The module has already been explained, however, we repeat.
To find the remainder k modulo 2^n-1 , write
k = a + 2^n*b, 0 <= a < 2^n
Then
k = a + ((2^n-1) + 1) * b = (a + b) + (2^n-1)*b β‘ (a + b) (mod 2^n-1)
If a + b >= 2^n , repeat until the remainder is less than 2^n , and if this leads you to a + b = 2^n-1 , replace this with 0. Each "right shift by n and add to the last n bit "moves the first bit of the set to the right by n or n-1 places (if k < 2^(2*n-1) , when the first bit of the set after changing and adding can be bit 2^n ).

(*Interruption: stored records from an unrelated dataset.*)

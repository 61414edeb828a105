//! libSQL backend: async `Database` trait implementation.
//!
//! Supports local file and in-memory databases.

use std::path::Path;
use std::sync::Arc;

use async_trait::async_trait;
use chrono::{DateTime, Utc};
use libsql::{Connection, Database as LibSqlDatabase, params};
use tracing::{debug, info, warn};

use crate::error::DatabaseError;
use crate::fields::FieldId;
use crate::layout::{BucketId, StepConfiguration};
use crate::profile::{ProfileFields, ProfileUpdate};
use crate::store::migrations;
use crate::store::traits::{Database, StoredUser};

/// libSQL database backend.
///
/// Stores a single connection that is reused for all operations.
/// `libsql::Connection` is `Send + Sync` and safe for concurrent async use.
pub struct LibSqlBackend {
    #[allow(dead_code)]
    db: Arc<LibSqlDatabase>,
    conn: Connection,
}

impl LibSqlBackend {
    /// Open (or create) a local database file and run migrations.
    pub async fn new_local(path: &Path) -> Result<Self, DatabaseError> {
        if let Some(parent) = path.parent() {
            std::fs::create_dir_all(parent).map_err(|e| {
                DatabaseError::Pool(format!("Failed to create database directory: {e}"))
            })?;
        }

        let db = libsql::Builder::new_local(path)
            .build()
            .await
            .map_err(|e| DatabaseError::Pool(format!("Failed to open libSQL database: {e}")))?;

        let conn = db
            .connect()
            .map_err(|e| DatabaseError::Pool(format!("Failed to create connection: {e}")))?;

        let backend = Self {
            db: Arc::new(db),
            conn,
        };
        backend.run_migrations().await?;
        info!(path = %path.display(), "Database opened");
        Ok(backend)
    }

    /// Create an in-memory database (for tests).
    pub async fn new_memory() -> Result<Self, DatabaseError> {
        let db = libsql::Builder::new_local(":memory:")
            .build()
            .await
            .map_err(|e| {
                DatabaseError::Pool(format!("Failed to create in-memory database: {e}"))
            })?;

        let conn = db
            .connect()
            .map_err(|e| DatabaseError::Pool(format!("Failed to create connection: {e}")))?;

        let backend = Self {
            db: Arc::new(db),
            conn,
        };
        backend.run_migrations().await?;
        Ok(backend)
    }

    fn conn(&self) -> &Connection {
        &self.conn
    }
}

// ── Helper functions ────────────────────────────────────────────────

/// Parse an RFC 3339 or SQLite datetime string into DateTime<Utc>.
fn parse_datetime(s: &str) -> DateTime<Utc> {
    if let Ok(dt) = DateTime::parse_from_rfc3339(s) {
        return dt.with_timezone(&Utc);
    }
    if let Ok(ndt) = chrono::NaiveDateTime::parse_from_str(s, "%Y-%m-%d %H:%M:%S") {
        return ndt.and_utc();
    }
    DateTime::<Utc>::MIN_UTC
}

/// Convert `Option<&str>` to libsql Value.
fn opt_text(s: Option<&str>) -> libsql::Value {
    match s {
        Some(s) => libsql::Value::Text(s.to_string()),
        None => libsql::Value::Null,
    }
}

const USER_COLUMNS: &str = "email, password_hash, current_step, \
    about_me, street_address, city, state, zip, birthdate, created_at, updated_at";

/// Map a libsql Row to a StoredUser.
fn row_to_user(row: &libsql::Row) -> Result<StoredUser, libsql::Error> {
    let step: i64 = row.get(2)?;
    let created_str: String = row.get(9)?;
    let updated_str: String = row.get(10)?;

    Ok(StoredUser {
        email: row.get(0)?,
        password_hash: row.get(1)?,
        current_step: u8::try_from(step).unwrap_or(1),
        profile: ProfileFields {
            about_me: row.get::<String>(3).ok(),
            street_address: row.get::<String>(4).ok(),
            city: row.get::<String>(5).ok(),
            state: row.get::<String>(6).ok(),
            zip: row.get::<String>(7).ok(),
            birthdate: row.get::<String>(8).ok(),
        },
        created_at: parse_datetime(&created_str),
        updated_at: parse_datetime(&updated_str),
    })
}

// ── Trait implementation ────────────────────────────────────────────

#[async_trait]
impl Database for LibSqlBackend {
    async fn run_migrations(&self) -> Result<(), DatabaseError> {
        migrations::run_migrations(self.conn()).await
    }

    // ── Layout ──────────────────────────────────────────────────────

    async fn load_layout(&self) -> Result<StepConfiguration, DatabaseError> {
        let mut rows = self
            .conn()
            .query("SELECT bucket, components FROM layout_buckets ORDER BY bucket", ())
            .await
            .map_err(|e| DatabaseError::Query(format!("load_layout: {e}")))?;

        let mut layout = StepConfiguration::new();
        while let Ok(Some(row)) = rows.next().await {
            let number: i64 = row
                .get(0)
                .map_err(|e| DatabaseError::Query(format!("load_layout row: {e}")))?;
            let components: String = row
                .get(1)
                .map_err(|e| DatabaseError::Query(format!("load_layout row: {e}")))?;

            let Some(bucket) = u8::try_from(number)
                .ok()
                .and_then(|n| BucketId::try_from(n).ok())
            else {
                warn!(bucket = number, "Skipping stored layout for a non-configurable step");
                continue;
            };
            let fields: Vec<FieldId> = serde_json::from_str(&components).map_err(|e| {
                DatabaseError::Serialization(format!("layout bucket {bucket}: {e}"))
            })?;
            layout.set_bucket(bucket, fields);
        }
        Ok(layout)
    }

    async fn save_bucket(&self, bucket: BucketId, fields: &[FieldId]) -> Result<(), DatabaseError> {
        let components = serde_json::to_string(fields)
            .map_err(|e| DatabaseError::Serialization(format!("layout bucket {bucket}: {e}")))?;
        let now = Utc::now().to_rfc3339();

        self.conn()
            .execute(
                "INSERT INTO layout_buckets (bucket, components, updated_at) VALUES (?1, ?2, ?3)
                 ON CONFLICT(bucket) DO UPDATE
                 SET components = excluded.components, updated_at = excluded.updated_at",
                params![bucket.number() as i64, components, now],
            )
            .await
            .map_err(|e| DatabaseError::Query(format!("save_bucket: {e}")))?;

        debug!(%bucket, count = fields.len(), "Layout bucket saved");
        Ok(())
    }

    // ── Users ───────────────────────────────────────────────────────

    async fn find_user(&self, email: &str) -> Result<Option<StoredUser>, DatabaseError> {
        let sql = format!("SELECT {USER_COLUMNS} FROM users WHERE email = ?1");
        let mut rows = self
            .conn()
            .query(&sql, params![email])
            .await
            .map_err(|e| DatabaseError::Query(format!("find_user: {e}")))?;

        match rows.next().await {
            Ok(Some(row)) => {
                let user = row_to_user(&row)
                    .map_err(|e| DatabaseError::Query(format!("find_user row: {e}")))?;
                Ok(Some(user))
            }
            Ok(None) => Ok(None),
            Err(e) => Err(DatabaseError::Query(format!("find_user next: {e}"))),
        }
    }

    async fn create_user(
        &self,
        email: &str,
        password_hash: &str,
        current_step: u8,
    ) -> Result<(), DatabaseError> {
        let now = Utc::now().to_rfc3339();
        let inserted = self
            .conn()
            .execute(
                "INSERT OR IGNORE INTO users
                 (email, password_hash, current_step, created_at, updated_at)
                 VALUES (?1, ?2, ?3, ?4, ?4)",
                params![email, password_hash, current_step as i64, now],
            )
            .await
            .map_err(|e| DatabaseError::Query(format!("create_user: {e}")))?;

        if inserted == 0 {
            return Err(DatabaseError::Constraint(format!(
                "user {email} already exists"
            )));
        }
        info!(email, "User registered");
        Ok(())
    }

    async fn update_progress(&self, update: &ProfileUpdate) -> Result<bool, DatabaseError> {
        let now = Utc::now().to_rfc3339();
        let profile = &update.profile;

        // Absent attributes keep their stored value.
        let changed = self
            .conn()
            .execute(
                "UPDATE users SET
                    current_step = ?1,
                    about_me = COALESCE(?2, about_me),
                    street_address = COALESCE(?3, street_address),
                    city = COALESCE(?4, city),
                    state = COALESCE(?5, state),
                    zip = COALESCE(?6, zip),
                    birthdate = COALESCE(?7, birthdate),
                    updated_at = ?8
                 WHERE email = ?9",
                params![
                    update.current_step as i64,
                    opt_text(profile.about_me.as_deref()),
                    opt_text(profile.street_address.as_deref()),
                    opt_text(profile.city.as_deref()),
                    opt_text(profile.state.as_deref()),
                    opt_text(profile.zip.as_deref()),
                    opt_text(profile.birthdate.as_deref()),
                    now,
                    update.email.as_str()
                ],
            )
            .await
            .map_err(|e| DatabaseError::Query(format!("update_progress: {e}")))?;

        Ok(changed > 0)
    }

    async fn list_users(&self) -> Result<Vec<StoredUser>, DatabaseError> {
        let sql = format!("SELECT {USER_COLUMNS} FROM users ORDER BY created_at ASC");
        let mut rows = self
            .conn()
            .query(&sql, ())
            .await
            .map_err(|e| DatabaseError::Query(format!("list_users: {e}")))?;

        let mut users = Vec::new();
        while let Ok(Some(row)) = rows.next().await {
            match row_to_user(&row) {
                Ok(user) => users.push(user),
                Err(e) => warn!(error = %e, "Skipping unreadable user row"),
            }
        }
        Ok(users)
    }
}

#[cfg(test)]
mod tests {
    use super::*;

    async fn test_db() -> LibSqlBackend {
        LibSqlBackend::new_memory().await.unwrap()
    }

    fn ids(items: &[&str]) -> Vec<FieldId> {
        items.iter().map(|s| FieldId::new(*s)).collect()
    }

    // ── Layout tests ────────────────────────────────────────────────

    #[tokio::test]
    async fn fresh_database_has_default_layout() {
        let db = test_db().await;
        let layout = db.load_layout().await.unwrap();
        assert_eq!(layout, StepConfiguration::default_layout());
    }

    #[tokio::test]
    async fn save_bucket_overwrites_only_that_bucket() {
        let db = test_db().await;
        db.save_bucket(BucketId::Step3, &ids(&["BirthdatePicker", "AboutMe"]))
            .await
            .unwrap();

        let layout = db.load_layout().await.unwrap();
        assert_eq!(layout.bucket(BucketId::Step3), ids(&["BirthdatePicker", "AboutMe"]));
        assert_eq!(layout.bucket(BucketId::Step2), ids(&["AboutMe", "AddressForm"]));
    }

    #[tokio::test]
    async fn unknown_components_round_trip_untouched() {
        let db = test_db().await;
        db.save_bucket(BucketId::Step2, &ids(&["AboutMe", "Mystery"]))
            .await
            .unwrap();
        let layout = db.load_layout().await.unwrap();
        assert_eq!(layout.bucket(BucketId::Step2), ids(&["AboutMe", "Mystery"]));
    }

    // ── User tests ──────────────────────────────────────────────────

    #[tokio::test]
    async fn create_and_find_user() {
        let db = test_db().await;
        db.create_user("a@b.co", "$argon2id$hash", 2).await.unwrap();

        let user = db.find_user("a@b.co").await.unwrap().unwrap();
        assert_eq!(user.email, "a@b.co");
        assert_eq!(user.password_hash, "$argon2id$hash");
        assert_eq!(user.current_step, 2);
        assert_eq!(user.profile, ProfileFields::default());
    }

    #[tokio::test]
    async fn find_user_not_found() {
        let db = test_db().await;
        assert!(db.find_user("nobody@b.co").await.unwrap().is_none());
    }

    #[tokio::test]
    async fn duplicate_user_is_a_constraint_error() {
        let db = test_db().await;
        db.create_user("a@b.co", "h1", 2).await.unwrap();
        let err = db.create_user("a@b.co", "h2", 2).await.unwrap_err();
        assert!(matches!(err, DatabaseError::Constraint(_)));

        let user = db.find_user("a@b.co").await.unwrap().unwrap();
        assert_eq!(user.password_hash, "h1");
    }

    #[tokio::test]
    async fn update_progress_keeps_absent_attributes() {
        let db = test_db().await;
        db.create_user("a@b.co", "h", 2).await.unwrap();

        let mut profile = ProfileFields {
            about_me: Some("hi".into()),
            street_address: Some("1 Main St".into()),
            ..Default::default()
        };
        let update = ProfileUpdate {
            email: "a@b.co".into(),
            current_step: 3,
            profile: profile.clone(),
        };
        assert!(db.update_progress(&update).await.unwrap());

        profile.about_me = None;
        profile.birthdate = Some("1990-01-01".into());
        let update = ProfileUpdate {
            email: "a@b.co".into(),
            current_step: 3,
            profile,
        };
        assert!(db.update_progress(&update).await.unwrap());

        let user = db.find_user("a@b.co").await.unwrap().unwrap();
        assert_eq!(user.current_step, 3);
        assert_eq!(user.profile.about_me.as_deref(), Some("hi"));
        assert_eq!(user.profile.street_address.as_deref(), Some("1 Main St"));
        assert_eq!(user.profile.birthdate.as_deref(), Some("1990-01-01"));
        assert!(user.updated_at >= user.created_at);
    }

    #[tokio::test]
    async fn update_progress_unknown_user() {
        let db = test_db().await;
        let update = ProfileUpdate {
            email: "ghost@b.co".into(),
            current_step: 3,
            profile: ProfileFields::default(),
        };
        assert!(!db.update_progress(&update).await.unwrap());
    }

    #[tokio::test]
    async fn list_users_oldest_first() {
        let db = test_db().await;
        db.create_user("first@b.co", "h", 2).await.unwrap();
        tokio::time::sleep(std::time::Duration::from_millis(5)).await;
        db.create_user("second@b.co", "h", 2).await.unwrap();

        let users = db.list_users().await.unwrap();
        let emails: Vec<_> = users.iter().map(|u| u.email.as_str()).collect();
        assert_eq!(emails, vec!["first@b.co", "second@b.co"]);
    }
}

Therefore, if the width of the type is large compared to n , this will require many shifts - consider a 128-bit type and n = 3 , for large k you will need more than 40 shifts. To reduce the number of shifts needed, you can use the fact that
2^(m*n) - 1 = (2^n - 1) * (2^((m-1)*n) + 2^((m-2)*n) + ... + 2^(2*n) + 2^n + 1),
we will only use the fact that 2^n - 1 divides 2^(m*n) - 1 for all m > 0 . Then you shift the multiples of n , which are about half the maximum bit length that the value in this step can make. For the above example of 128-bit type and residual modulo 7 ( 2^3 - 1 ), the closest multiples from 3 to 128/2 are 63 and 66, the first shift is 63 bits
r_1 = (k & (2^63 - 1)) + (k >> 63) // r_1 < 2^63 + 2^(128-63) < 2^66
to get a number with no more than 66 bits, then shift by 66/2 = 33 bits
r_2 = (r_1 & (2^33 - 1)) + (r_1 >> 33) // r_2 < 2^33 + 2^(66-33) = 2^34
to reach no more than 34 bits. The next shift is 18 bits, then 9, 6, 3
r_3 = (r_2 & (2^18 - 1)) + (r_2 >> 18) // r_3 < 2^18 + 2^(34-18) < 2^19 r_4 = (r_3 & (2^9 - 1)) + (r_3 >> 9) // r_4 < 2^9 + 2^(19-9) < 2^11 r_5 = (r_4 & (2^6 - 1)) + (r_4 >> 6) // r_5 < 2^6 + 2^(11-6) < 2^7 r_6 = (r_5 & (2^3 - 1)) + (r_5 >> 3) // r_6 < 2^3 + 2^(7-3) < 2^5 r_7 = (r_6 & (2^3 - 1)) + (r_6 >> 3) // r_7 < 2^3 + 2^(5-3) < 2^4
Now there is one subtraction if r_7 >= 2^3 - 1 . To calculate k % (2^n -1) in a b-bit type, O (log 2 (b / n)) is needed.
The result is similar, write again
k = a + 2^n*b, 0 <= a < 2^n = a + ((2^n-1) + 1)*b = (2^n-1)*b + (a+b),
so k/(2^n-1) = b + (a+b)/(2^n-1) , and we continue for now a+b > 2^n-1 . Here, unfortunately, we cannot reduce the work by shifting and masking about half the width, so the method is effective only when n not much less than the type width.
Code for quick cases when n not too small:
unsigned long long modulus_2n1(unsigned n, unsigned long long k) { unsigned long long mask = (1ULL << n) - 1ULL; while(k > mask) { k = (k & mask) + (k >> n); } return k == mask ? 0 : k; } unsigned long long quotient_2n1(unsigned n, unsigned long long k) { unsigned long long mask = (1ULL << n) - 1ULL, quotient = 0; while(k > mask) { quotient += k >> n; k = (k & mask) + (k >> n); } return k == mask ? quotient + 1 : quotient; }
In the particular case when n is half the width of the type, the cycle is performed no more than two times, therefore, if the road branches, it may be better to expand the cycle and unconditionally execute the body of the cycle twice.